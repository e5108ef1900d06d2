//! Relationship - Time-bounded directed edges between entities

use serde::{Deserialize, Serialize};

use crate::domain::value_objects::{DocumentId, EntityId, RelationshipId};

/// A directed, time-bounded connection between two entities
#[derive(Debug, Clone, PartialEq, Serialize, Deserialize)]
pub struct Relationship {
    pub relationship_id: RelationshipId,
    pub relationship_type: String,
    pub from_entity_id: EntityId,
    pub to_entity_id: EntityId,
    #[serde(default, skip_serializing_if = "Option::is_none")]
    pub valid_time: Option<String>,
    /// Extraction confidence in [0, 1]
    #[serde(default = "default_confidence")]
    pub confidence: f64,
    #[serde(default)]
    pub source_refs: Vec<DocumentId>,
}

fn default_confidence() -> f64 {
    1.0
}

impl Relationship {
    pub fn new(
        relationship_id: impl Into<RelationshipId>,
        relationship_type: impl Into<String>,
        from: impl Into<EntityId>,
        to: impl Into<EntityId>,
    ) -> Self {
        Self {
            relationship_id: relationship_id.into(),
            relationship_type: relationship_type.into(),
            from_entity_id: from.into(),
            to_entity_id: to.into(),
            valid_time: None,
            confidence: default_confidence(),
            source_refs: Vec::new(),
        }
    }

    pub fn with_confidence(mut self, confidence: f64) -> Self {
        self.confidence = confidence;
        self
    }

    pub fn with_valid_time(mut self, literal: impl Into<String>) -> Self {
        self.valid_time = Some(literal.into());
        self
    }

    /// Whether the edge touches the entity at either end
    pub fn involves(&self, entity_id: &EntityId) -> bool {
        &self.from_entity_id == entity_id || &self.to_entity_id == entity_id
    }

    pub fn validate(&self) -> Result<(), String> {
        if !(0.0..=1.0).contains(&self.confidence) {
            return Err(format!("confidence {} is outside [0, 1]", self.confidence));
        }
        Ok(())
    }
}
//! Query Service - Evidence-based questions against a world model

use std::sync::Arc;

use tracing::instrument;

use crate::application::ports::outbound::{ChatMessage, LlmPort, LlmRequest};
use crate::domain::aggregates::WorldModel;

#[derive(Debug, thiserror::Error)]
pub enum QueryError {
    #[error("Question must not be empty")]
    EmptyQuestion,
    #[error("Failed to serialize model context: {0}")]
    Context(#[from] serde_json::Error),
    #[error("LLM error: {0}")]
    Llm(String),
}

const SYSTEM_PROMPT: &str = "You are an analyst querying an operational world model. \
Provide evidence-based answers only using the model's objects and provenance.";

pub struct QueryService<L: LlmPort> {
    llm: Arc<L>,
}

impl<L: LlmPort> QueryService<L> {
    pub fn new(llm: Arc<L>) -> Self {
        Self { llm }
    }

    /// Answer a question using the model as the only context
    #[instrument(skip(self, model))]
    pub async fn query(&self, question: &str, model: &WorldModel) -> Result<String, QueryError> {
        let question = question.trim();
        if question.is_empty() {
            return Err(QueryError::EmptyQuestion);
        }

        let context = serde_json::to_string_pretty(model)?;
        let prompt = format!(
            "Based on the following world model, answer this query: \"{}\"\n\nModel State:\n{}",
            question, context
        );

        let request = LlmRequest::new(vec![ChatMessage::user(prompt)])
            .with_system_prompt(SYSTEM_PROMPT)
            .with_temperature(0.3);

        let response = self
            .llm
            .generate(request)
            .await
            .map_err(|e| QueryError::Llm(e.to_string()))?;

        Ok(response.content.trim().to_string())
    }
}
* * *
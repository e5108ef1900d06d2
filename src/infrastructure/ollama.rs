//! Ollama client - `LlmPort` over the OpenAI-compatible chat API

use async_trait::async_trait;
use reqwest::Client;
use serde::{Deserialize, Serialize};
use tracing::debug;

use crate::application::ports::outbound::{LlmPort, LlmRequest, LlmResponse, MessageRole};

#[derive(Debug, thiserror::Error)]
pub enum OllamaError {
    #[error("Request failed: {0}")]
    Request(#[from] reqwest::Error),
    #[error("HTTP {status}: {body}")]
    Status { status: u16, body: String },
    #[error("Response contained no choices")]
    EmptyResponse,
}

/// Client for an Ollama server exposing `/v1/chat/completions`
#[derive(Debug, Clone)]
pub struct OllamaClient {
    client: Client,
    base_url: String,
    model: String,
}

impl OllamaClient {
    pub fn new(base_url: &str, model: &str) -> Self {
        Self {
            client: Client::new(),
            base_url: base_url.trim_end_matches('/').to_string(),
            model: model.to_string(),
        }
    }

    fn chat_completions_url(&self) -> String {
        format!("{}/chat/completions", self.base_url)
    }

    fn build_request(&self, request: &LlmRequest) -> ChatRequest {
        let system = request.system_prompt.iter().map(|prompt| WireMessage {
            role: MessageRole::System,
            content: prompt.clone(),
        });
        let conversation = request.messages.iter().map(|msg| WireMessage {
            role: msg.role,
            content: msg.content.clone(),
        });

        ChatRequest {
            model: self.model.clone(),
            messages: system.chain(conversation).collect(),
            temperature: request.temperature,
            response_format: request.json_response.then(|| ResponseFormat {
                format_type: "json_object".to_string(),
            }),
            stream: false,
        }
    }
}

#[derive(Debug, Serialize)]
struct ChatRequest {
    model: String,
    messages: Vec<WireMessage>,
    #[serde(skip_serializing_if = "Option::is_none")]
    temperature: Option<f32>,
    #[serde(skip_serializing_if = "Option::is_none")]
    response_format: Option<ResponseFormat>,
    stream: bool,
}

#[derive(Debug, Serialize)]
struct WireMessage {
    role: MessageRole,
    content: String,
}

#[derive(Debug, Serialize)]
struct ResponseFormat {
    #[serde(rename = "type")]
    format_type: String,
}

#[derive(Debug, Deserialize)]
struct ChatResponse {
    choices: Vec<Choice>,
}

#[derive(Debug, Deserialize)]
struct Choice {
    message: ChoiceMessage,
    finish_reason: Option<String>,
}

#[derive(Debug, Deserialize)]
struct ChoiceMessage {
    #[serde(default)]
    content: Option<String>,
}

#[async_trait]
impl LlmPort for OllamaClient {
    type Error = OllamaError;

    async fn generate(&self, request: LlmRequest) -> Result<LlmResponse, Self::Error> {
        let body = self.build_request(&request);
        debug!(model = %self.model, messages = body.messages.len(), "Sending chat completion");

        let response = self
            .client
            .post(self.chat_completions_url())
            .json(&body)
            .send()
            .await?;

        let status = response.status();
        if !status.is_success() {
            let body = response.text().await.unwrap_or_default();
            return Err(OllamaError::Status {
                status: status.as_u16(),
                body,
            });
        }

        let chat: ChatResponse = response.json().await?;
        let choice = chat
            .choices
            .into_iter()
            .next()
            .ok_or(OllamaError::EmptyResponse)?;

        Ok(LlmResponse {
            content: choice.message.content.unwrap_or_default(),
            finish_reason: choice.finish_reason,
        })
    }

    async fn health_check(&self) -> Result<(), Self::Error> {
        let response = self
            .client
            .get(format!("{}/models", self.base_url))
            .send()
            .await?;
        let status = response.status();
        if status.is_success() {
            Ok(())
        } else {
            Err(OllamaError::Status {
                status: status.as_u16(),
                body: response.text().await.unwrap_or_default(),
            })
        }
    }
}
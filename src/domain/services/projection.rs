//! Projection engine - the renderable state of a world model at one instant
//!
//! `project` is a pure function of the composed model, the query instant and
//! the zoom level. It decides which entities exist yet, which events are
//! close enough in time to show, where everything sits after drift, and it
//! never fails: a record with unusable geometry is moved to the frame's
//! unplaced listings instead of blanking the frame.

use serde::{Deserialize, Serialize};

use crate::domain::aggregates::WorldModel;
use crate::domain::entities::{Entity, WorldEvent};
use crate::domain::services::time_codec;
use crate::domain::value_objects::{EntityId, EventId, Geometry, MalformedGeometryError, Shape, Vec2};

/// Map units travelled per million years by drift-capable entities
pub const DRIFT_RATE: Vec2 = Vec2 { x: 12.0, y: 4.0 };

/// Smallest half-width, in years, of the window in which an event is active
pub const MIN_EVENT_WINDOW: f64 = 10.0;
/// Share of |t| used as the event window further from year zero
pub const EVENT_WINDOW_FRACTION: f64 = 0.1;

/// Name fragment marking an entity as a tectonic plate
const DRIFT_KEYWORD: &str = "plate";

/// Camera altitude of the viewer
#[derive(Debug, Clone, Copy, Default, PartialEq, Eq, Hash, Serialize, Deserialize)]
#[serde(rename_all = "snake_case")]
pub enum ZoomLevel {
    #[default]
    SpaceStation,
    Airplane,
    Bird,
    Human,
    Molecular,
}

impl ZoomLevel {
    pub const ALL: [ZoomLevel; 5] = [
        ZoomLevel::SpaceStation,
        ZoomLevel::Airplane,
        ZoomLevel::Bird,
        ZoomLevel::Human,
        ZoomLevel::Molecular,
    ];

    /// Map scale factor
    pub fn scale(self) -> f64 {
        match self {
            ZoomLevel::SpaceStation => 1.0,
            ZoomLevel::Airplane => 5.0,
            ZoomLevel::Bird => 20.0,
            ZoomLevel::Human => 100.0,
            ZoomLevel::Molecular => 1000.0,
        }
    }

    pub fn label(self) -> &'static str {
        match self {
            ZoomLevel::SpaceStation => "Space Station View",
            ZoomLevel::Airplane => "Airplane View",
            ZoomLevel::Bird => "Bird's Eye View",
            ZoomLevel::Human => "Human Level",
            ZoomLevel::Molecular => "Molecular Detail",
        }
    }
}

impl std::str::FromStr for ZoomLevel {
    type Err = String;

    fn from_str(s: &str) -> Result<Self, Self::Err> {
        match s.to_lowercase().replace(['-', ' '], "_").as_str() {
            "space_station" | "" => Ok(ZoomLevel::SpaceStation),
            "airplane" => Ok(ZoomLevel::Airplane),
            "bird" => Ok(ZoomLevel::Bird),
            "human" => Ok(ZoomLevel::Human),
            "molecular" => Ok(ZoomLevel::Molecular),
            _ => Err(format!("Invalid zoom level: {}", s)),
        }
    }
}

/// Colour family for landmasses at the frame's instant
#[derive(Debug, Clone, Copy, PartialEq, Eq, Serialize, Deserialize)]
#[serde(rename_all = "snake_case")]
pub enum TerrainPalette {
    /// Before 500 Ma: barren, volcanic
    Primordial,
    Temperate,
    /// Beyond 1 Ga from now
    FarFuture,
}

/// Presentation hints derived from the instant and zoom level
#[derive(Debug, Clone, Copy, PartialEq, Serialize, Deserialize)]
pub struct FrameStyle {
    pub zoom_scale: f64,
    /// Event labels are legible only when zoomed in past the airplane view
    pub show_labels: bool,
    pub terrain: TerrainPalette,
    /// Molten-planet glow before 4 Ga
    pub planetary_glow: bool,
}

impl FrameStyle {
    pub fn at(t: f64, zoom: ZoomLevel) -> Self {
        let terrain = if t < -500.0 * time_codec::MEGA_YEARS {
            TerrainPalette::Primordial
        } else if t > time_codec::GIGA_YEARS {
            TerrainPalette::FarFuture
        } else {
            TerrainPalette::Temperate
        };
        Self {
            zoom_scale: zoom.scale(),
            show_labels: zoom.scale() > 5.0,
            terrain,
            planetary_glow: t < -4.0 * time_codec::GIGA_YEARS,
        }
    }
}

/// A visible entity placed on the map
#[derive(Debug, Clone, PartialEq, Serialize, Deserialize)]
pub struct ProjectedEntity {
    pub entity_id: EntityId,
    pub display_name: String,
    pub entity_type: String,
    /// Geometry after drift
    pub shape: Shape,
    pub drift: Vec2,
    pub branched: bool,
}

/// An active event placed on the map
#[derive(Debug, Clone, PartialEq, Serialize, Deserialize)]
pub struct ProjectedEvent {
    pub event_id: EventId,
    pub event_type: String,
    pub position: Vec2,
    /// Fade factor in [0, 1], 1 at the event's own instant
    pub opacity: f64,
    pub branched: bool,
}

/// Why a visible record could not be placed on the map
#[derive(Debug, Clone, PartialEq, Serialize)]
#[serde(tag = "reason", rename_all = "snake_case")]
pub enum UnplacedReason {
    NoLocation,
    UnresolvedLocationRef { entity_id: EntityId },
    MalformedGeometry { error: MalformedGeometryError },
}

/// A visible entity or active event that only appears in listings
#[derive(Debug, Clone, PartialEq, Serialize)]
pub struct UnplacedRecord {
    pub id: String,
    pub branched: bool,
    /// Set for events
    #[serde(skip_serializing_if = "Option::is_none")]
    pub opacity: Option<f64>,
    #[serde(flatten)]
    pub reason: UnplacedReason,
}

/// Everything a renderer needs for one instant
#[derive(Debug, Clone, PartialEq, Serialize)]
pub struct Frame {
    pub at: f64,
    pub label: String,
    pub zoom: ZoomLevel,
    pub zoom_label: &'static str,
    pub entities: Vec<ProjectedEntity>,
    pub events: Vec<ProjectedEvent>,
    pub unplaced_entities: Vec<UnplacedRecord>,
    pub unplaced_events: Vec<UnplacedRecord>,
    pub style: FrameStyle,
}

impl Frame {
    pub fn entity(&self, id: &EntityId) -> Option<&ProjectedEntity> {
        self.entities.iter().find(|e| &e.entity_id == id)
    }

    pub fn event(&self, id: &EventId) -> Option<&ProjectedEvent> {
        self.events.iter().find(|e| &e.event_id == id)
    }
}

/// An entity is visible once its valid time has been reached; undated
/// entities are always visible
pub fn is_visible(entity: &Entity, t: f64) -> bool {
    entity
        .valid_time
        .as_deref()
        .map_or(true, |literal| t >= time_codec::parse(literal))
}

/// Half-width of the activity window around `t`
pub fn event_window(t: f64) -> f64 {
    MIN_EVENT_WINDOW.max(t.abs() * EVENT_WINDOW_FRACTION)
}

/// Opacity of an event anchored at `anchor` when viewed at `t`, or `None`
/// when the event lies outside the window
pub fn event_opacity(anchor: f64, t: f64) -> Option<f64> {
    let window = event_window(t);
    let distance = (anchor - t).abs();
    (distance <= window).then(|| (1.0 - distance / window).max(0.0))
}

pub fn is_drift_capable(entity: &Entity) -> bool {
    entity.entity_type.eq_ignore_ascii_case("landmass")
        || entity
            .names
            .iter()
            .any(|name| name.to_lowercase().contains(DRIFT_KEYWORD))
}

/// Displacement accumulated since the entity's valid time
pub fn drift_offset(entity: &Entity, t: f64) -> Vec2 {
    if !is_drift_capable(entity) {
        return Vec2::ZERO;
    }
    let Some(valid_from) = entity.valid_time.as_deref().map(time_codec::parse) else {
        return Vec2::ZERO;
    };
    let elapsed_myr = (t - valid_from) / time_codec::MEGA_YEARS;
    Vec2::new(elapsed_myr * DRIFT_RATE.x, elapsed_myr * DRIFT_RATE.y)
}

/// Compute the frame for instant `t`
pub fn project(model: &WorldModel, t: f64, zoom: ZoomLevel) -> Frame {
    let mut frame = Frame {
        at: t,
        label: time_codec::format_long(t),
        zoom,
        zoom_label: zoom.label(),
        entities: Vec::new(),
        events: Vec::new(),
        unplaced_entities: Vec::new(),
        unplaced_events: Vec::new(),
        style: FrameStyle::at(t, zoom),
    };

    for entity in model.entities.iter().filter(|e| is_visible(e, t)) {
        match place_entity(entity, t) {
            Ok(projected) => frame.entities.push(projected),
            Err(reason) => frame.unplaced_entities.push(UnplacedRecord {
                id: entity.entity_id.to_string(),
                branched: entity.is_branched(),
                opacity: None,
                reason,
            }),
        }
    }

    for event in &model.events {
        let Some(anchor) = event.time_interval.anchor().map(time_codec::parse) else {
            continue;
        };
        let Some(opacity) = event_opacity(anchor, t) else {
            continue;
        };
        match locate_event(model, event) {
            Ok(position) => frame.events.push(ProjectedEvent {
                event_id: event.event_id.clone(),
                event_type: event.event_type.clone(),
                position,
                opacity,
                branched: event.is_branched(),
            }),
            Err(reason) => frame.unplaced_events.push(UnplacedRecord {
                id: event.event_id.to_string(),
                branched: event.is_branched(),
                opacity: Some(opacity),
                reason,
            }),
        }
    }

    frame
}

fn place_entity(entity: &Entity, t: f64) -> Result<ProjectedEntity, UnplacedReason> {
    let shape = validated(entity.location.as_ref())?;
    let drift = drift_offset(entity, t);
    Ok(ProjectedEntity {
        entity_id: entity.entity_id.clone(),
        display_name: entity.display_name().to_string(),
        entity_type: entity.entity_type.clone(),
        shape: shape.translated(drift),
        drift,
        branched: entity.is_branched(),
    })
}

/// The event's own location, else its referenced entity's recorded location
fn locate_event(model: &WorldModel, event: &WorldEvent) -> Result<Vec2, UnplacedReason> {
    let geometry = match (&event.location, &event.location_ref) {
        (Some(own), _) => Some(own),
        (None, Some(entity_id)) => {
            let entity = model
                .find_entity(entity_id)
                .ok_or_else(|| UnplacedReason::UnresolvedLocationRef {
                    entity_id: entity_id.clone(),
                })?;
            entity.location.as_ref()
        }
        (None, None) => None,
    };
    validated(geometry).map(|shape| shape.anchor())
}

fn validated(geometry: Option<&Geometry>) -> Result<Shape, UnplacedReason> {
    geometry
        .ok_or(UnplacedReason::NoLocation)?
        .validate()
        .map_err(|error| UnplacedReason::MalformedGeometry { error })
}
* * *
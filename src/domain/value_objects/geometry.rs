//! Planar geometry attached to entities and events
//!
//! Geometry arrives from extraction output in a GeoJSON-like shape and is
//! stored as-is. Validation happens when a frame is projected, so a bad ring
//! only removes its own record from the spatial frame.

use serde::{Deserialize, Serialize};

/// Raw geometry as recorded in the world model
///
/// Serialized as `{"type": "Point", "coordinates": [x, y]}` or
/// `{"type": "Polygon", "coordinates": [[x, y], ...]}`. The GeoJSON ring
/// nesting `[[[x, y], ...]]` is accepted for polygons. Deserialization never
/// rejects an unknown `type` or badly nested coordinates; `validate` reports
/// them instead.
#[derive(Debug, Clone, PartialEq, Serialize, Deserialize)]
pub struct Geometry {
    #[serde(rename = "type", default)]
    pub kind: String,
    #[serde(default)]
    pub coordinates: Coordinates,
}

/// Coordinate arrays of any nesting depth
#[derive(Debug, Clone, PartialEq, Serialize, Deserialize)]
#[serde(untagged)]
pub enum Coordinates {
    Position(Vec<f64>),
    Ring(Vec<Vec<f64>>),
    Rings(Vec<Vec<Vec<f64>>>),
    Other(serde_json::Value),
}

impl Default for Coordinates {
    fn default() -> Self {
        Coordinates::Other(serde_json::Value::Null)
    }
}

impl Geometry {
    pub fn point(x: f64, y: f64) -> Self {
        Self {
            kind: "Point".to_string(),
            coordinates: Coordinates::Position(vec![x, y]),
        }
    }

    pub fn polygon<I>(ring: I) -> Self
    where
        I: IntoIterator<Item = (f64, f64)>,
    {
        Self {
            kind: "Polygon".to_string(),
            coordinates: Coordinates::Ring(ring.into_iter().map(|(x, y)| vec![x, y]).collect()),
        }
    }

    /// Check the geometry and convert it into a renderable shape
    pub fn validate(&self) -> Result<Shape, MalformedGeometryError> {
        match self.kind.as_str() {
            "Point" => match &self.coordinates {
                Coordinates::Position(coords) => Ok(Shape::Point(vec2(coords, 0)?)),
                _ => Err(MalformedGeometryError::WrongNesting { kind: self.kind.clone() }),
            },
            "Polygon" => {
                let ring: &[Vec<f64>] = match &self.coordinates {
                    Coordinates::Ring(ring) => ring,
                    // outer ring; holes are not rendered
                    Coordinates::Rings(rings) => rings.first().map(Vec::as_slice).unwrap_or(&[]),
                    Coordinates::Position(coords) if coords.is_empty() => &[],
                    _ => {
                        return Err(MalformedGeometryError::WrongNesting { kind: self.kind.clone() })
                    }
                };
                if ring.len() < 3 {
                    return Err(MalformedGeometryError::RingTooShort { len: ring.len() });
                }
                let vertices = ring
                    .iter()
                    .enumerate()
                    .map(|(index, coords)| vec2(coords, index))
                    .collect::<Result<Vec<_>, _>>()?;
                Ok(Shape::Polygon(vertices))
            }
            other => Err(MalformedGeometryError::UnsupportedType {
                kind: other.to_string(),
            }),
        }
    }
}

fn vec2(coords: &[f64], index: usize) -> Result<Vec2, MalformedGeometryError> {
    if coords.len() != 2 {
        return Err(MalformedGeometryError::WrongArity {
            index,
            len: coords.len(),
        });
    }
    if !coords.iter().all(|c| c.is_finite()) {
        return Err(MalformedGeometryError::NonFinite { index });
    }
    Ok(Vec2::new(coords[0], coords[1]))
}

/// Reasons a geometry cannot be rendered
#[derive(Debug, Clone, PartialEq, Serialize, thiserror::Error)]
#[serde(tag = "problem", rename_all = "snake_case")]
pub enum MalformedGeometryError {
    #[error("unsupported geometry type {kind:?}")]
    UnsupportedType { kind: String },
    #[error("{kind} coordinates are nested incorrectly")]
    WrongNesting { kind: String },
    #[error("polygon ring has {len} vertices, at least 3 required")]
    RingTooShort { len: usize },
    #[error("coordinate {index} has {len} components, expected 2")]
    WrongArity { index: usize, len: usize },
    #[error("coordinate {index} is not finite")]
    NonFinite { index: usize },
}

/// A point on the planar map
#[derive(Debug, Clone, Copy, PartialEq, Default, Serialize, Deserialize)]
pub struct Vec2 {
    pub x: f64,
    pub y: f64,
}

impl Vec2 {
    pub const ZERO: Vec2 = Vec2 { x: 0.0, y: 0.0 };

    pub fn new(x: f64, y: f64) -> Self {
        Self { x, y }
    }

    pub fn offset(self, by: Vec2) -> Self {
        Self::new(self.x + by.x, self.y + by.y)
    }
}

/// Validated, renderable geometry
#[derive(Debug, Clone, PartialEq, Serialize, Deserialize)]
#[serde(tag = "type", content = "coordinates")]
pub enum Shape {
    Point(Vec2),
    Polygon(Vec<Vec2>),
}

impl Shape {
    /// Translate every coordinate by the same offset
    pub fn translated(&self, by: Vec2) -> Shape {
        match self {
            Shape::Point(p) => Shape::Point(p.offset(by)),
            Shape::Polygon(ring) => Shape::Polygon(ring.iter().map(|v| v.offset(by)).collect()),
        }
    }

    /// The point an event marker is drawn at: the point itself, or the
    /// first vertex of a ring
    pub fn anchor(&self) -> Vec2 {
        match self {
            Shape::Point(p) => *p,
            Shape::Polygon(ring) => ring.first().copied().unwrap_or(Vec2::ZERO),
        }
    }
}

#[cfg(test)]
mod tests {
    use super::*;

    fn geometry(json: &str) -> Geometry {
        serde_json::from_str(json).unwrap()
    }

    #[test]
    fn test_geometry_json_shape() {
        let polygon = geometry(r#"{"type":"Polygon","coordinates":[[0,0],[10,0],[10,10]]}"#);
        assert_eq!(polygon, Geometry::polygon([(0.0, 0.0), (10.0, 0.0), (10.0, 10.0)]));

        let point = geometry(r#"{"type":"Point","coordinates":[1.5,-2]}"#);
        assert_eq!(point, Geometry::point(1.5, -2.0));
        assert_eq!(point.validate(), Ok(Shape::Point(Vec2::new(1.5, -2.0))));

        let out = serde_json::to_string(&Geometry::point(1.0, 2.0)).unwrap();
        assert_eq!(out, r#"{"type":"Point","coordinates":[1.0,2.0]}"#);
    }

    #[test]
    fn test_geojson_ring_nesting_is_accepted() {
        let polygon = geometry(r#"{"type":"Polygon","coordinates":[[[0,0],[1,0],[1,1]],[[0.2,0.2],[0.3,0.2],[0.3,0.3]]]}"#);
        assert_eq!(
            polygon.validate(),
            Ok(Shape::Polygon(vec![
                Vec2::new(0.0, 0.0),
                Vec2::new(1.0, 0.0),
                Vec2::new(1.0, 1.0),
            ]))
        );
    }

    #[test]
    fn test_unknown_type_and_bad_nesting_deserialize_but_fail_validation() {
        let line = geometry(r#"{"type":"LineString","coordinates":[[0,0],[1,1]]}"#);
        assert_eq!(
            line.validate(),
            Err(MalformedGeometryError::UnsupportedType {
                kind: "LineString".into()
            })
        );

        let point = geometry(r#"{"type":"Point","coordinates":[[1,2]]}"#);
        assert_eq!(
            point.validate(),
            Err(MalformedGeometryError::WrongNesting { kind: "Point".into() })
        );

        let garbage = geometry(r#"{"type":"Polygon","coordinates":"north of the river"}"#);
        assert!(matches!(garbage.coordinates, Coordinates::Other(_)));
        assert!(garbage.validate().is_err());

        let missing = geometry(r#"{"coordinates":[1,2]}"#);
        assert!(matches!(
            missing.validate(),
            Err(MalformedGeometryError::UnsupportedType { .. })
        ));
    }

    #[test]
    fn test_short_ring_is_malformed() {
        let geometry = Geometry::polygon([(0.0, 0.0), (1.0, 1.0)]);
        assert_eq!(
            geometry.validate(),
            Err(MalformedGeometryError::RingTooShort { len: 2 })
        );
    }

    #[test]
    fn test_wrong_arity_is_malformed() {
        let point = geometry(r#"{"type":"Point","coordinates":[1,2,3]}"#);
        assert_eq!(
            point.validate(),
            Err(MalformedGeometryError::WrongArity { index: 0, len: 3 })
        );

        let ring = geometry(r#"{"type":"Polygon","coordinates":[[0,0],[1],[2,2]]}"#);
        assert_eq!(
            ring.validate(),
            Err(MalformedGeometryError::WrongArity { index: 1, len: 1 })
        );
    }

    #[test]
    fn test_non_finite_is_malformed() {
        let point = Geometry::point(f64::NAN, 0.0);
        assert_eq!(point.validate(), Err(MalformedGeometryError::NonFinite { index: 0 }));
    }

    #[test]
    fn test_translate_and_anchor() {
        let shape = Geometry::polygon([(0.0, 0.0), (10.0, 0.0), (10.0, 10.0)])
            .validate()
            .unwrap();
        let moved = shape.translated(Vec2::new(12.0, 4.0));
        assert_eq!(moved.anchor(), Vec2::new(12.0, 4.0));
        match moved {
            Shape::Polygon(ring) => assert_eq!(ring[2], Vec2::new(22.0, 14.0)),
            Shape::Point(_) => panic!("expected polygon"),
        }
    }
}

*ASSIGNMENT:* Within the listing above, the range opens at the line with "Opacity of an" and closes at the line with "for event in". Reproduce exactly the lines of that range, including both ends.

*OUTPUT FOR THIS EXERCISE:*
/// Opacity of an event anchored at `anchor` when viewed at `t`, or `None`
/// when the event lies outside the window
pub fn event_opacity(anchor: f64, t: f64) -> Option<f64> {
    let window = event_window(t);
    let distance = (anchor - t).abs();
    (distance <= window).then(|| (1.0 - distance / window).max(0.0))
}

pub fn is_drift_capable(entity: &Entity) -> bool {
    entity.entity_type.eq_ignore_ascii_case("landmass")
        || entity
            .names
            .iter()
            .any(|name| name.to_lowercase().contains(DRIFT_KEYWORD))
}

/// Displacement accumulated since the entity's valid time
pub fn drift_offset(entity: &Entity, t: f64) -> Vec2 {
    if !is_drift_capable(entity) {
        return Vec2::ZERO;
    }
    let Some(valid_from) = entity.valid_time.as_deref().map(time_codec::parse) else {
        return Vec2::ZERO;
    };
    let elapsed_myr = (t - valid_from) / time_codec::MEGA_YEARS;
    Vec2::new(elapsed_myr * DRIFT_RATE.x, elapsed_myr * DRIFT_RATE.y)
}

/// Compute the frame for instant `t`
pub fn project(model: &WorldModel, t: f64, zoom: ZoomLevel) -> Frame {
    let mut frame = Frame {
        at: t,
        label: time_codec::format_long(t),
        zoom,
        zoom_label: zoom.label(),
        entities: Vec::new(),
        events: Vec::new(),
        unplaced_entities: Vec::new(),
        unplaced_events: Vec::new(),
        style: FrameStyle::at(t, zoom),
    };

    for entity in model.entities.iter().filter(|e| is_visible(e, t)) {
        match place_entity(entity, t) {
            Ok(projected) => frame.entities.push(projected),
            Err(reason) => frame.unplaced_entities.push(UnplacedRecord {
                id: entity.entity_id.to_string(),
                branched: entity.is_branched(),
                opacity: None,
                reason,
            }),
        }
    }

    for event in &model.events {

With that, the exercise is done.